After a week, the twins, along with some 500 other girls, were transported to Glowen, a forced labor camp near Sachsenhausen. For eight months, they slept in barracks, with each girl assigned a bunk bed with a blanket. They received three meals a day and weekly showers, and worked digging building foundations and carrying bricks.

But then, as Allied paratroopers descended from the sky, they were evacuated on a death march. They walked days and nights with no food or water, with SS and their guns and dogs at their backs and with bombs raining down. During the walk, Serena became very weak and was carried by Rita and some friends.

On May 5, after three weeks, they finally arrived at Ravensbruck concentration camp. They entered the barracks late at night, climbing over bodies crammed together on the floor. The next morning, hearing a huge commotion, they ran outside. When the other girls didn’t join them, they realized they were dead. They saw SS soldiers fleeing. The gate was open, and they were free. Of the 2,000 girls who had left Auschwitz together less than a year earlier, only 18 survived.

On their own, with Serena sick, they stayed in the area, discovering an empty house and cooking potatoes. They also found three broken mezuzahs, which Rita owns to this day, and a white tablecloth with colored stripes, which Serena sewed into a dress. “I was very proud. That was my only dress for a long time,” she said.

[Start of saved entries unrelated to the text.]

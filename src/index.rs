//! Lookup structures over one version of an exception sequence.
//!
//! The engine never walks the raw sequence to find matches; it consults
//! four indices built in a single scan:
//!
//! - type string → records with that type
//! - value string → records matching by exact or annotation-stripped value
//! - trace content → records with byte-identical traces
//! - trailing-frame-run digest → every (record, frame) pair opening that run
//!
//! Indices hold positions into the sequence they were built from. Any
//! structural change to the sequence (a record or frame removed)
//! invalidates them; the engine rebuilds from scratch after every
//! materialization.

use std::collections::HashMap;

use crate::hash::{trace_key, SuffixHasher, TraceDigest, TraceKey};
use crate::record::ExceptionRecord;

/// Position of one frame within one record of the current sequence.
#[derive(Debug, Clone, Copy, PartialEq, Eq, Hash)]
pub(crate) struct FrameRef {
    pub(crate) record: usize,
    pub(crate) frame: usize,
}

/// The value with its trailing call-site annotation stripped.
///
/// Returns the substring before the last occurrence of `" ("`; a value
/// without the marker is returned unchanged. Nested annotations strip one
/// layer only, so `"v (exit code: 1) (f:123)"` stems to
/// `"v (exit code: 1)"`.
pub(crate) fn value_stem(value: &str) -> &str {
    match value.rfind(" (") {
        Some(i) => &value[..i],
        None => value,
    }
}

/// The four lookup structures for one version of a record sequence.
#[derive(Debug, Default)]
pub(crate) struct RecordIndices {
    /// type string → records with exactly that type, ascending.
    pub(crate) by_type: HashMap<String, Vec<usize>>,
    /// value string → records whose exact or annotation-stripped value
    /// equals the key, in scan order. A value with no annotation keys
    /// itself twice; the engine's membership checks tolerate duplicates.
    pub(crate) by_value: HashMap<String, Vec<usize>>,
    /// Trace content → records with byte-identical traces; absent and
    /// empty traces share [`TraceKey::Absent`].
    pub(crate) by_trace: HashMap<TraceKey, Vec<usize>>,
    /// Digest of a trailing frame run → every (record, frame) pair
    /// opening that run, in scan order (ascending record, then suffix
    /// lengths 1..=len within a record).
    pub(crate) by_suffix: HashMap<TraceDigest, Vec<FrameRef>>,
}

impl RecordIndices {
    /// Scan the sequence once and build all four indices.
    pub(crate) fn build(records: &[ExceptionRecord]) -> Self {
        let mut indices = Self::default();

        for (i, record) in records.iter().enumerate() {
            indices
                .by_type
                .entry(record.ty.clone())
                .or_default()
                .push(i);
            indices
                .by_value
                .entry(record.value.clone())
                .or_default()
                .push(i);
            indices
                .by_value
                .entry(value_stem(&record.value).to_string())
                .or_default()
                .push(i);

            indices
                .by_trace
                .entry(trace_key(record.stacktrace.as_ref()))
                .or_default()
                .push(i);

            if let Some(trace) = &record.stacktrace {
                if !trace.frames.is_empty() {
                    let mut suffix = SuffixHasher::new();
                    for frame in (0..trace.frames.len()).rev() {
                        let digest = suffix.extend(&trace.frames[frame]);
                        indices
                            .by_suffix
                            .entry(digest)
                            .or_default()
                            .push(FrameRef { record: i, frame });
                    }
                }
            }
        }

        log::trace!(
            "indexed {} records: {} types, {} values, {} trace buckets, {} suffix buckets",
            records.len(),
            indices.by_type.len(),
            indices.by_value.len(),
            indices.by_trace.len(),
            indices.by_suffix.len(),
        );

        indices
    }

    /// Trace buckets in deterministic processing order: the sentinel
    /// bucket first, then content buckets by first appearance in the
    /// scan. Members within a bucket are already ascending, so the
    /// latest-indexed member of a tie is decided last and survives.
    pub(crate) fn trace_buckets(&self) -> Vec<(&TraceKey, &[usize])> {
        let mut buckets: Vec<(&TraceKey, &[usize])> = self
            .by_trace
            .iter()
            .map(|(key, members)| (key, members.as_slice()))
            .collect();
        buckets.sort_by_key(|(key, members)| match key {
            TraceKey::Absent => (0, 0),
            TraceKey::Content(_) => (1, members[0]),
        });
        buckets
    }
}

After a week, they started walking, and finally reached a transit camp, which they believe was named Molchow, where they registered as displaced persons. They soon left by train, learning at one stop that their parents and younger brother had been killed.

They finally arrived at their home in August 1945 and saw that almost everything, including the windows and furnace, was gone. Rita went inside and gathered whatever photographs she could find. “That was the saddest day of my life,” she said.

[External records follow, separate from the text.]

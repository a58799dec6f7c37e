//! Request DTOs for promo endpoints.

use chrono::{DateTime, Utc};
use rust_decimal::Decimal;
use serde::Deserialize;

use super::models::{DiscountType, PromoStatus};

/// Validity window input; both ends required on create, either on update
#[derive(Debug, Clone, Default, Deserialize)]
pub struct ValidityPeriodInput {
    pub from: Option<DateTime<Utc>>,
    pub to: Option<DateTime<Utc>>,
}

#[derive(Debug, Clone, Default, Deserialize)]
pub struct CreatePromoRequest {
    pub promo_name: Option<String>,
    pub discount_percentage: Option<Decimal>,
    pub discount_type: Option<DiscountType>,
    pub max_discount_value: Option<Decimal>,
    pub discount: Option<Decimal>,
    pub total_usage_limit: Option<i64>,
    pub validity_period: Option<ValidityPeriodInput>,
    pub minimum_order_value: Option<Decimal>,
    pub usage_limit_per_customer: Option<i32>,
    pub status: Option<PromoStatus>,
    pub availability: Option<bool>,
}

/// Partial promo update. Redemption counters cannot be set here.
#[derive(Debug, Clone, Default, Deserialize)]
pub struct UpdatePromoRequest {
    pub promo_name: Option<String>,
    pub discount_percentage: Option<Decimal>,
    pub discount_type: Option<DiscountType>,
    pub max_discount_value: Option<Decimal>,
    pub discount: Option<Decimal>,
    pub total_usage_limit: Option<i64>,
    pub validity_period: Option<ValidityPeriodInput>,
    pub minimum_order_value: Option<Decimal>,
    pub usage_limit_per_customer: Option<i32>,
    pub status: Option<PromoStatus>,
    pub availability: Option<bool>,
}

#[derive(Debug, Clone, Deserialize)]
pub struct ValidatePromoRequest {
    pub promo_name: String,
    #[serde(default)]
    pub order_amount: Option<Decimal>,
}

#[derive(Debug, Clone, Default, Deserialize)]
pub struct ApplyPromoRequest {
    #[serde(default)]
    pub order_amount: Option<Decimal>,
}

They continued traveling, meeting some cousins and reuniting with Bill, who was then working in Baru Mare, Romania. He supported the twins until October 1946, when they all left Romania. They spent two years in Austria, where they attended the ORT school in Salzburg, and then traveled to Montreal. In 1950, Rita moved to Los Angeles, where her aunt and uncle lived, and Serena followed in 1953.

Rita met Tom Kahane, an engineer who was born in Vienna and sent to England at age 11. They married on Dec. 27, 1957, and had two daughters — Cindy, born in 1960, and Tammy, born in 1964. Both are married with two children. Tom died in 1999.

Serena met Dick Rubin, and they married on March 3, 1963. Daughter Claudia was born in 1964 and son Jeffrey in 1966. Both are married with two children.

Rita, Serena and Dick live in a house in Woodland Hills. Family is most important to them. The twins also do international dancing three times a week. They are active in ORT and Café Europa, and for the past three years have participated in UCLA’s Bearing Witness program.

Every Friday night, Rita lights Shabbat candles. “I had a dream after the war that my mother came home and asked me to put candles on Friday nights and holidays,” she said. She has followed that wish ever since.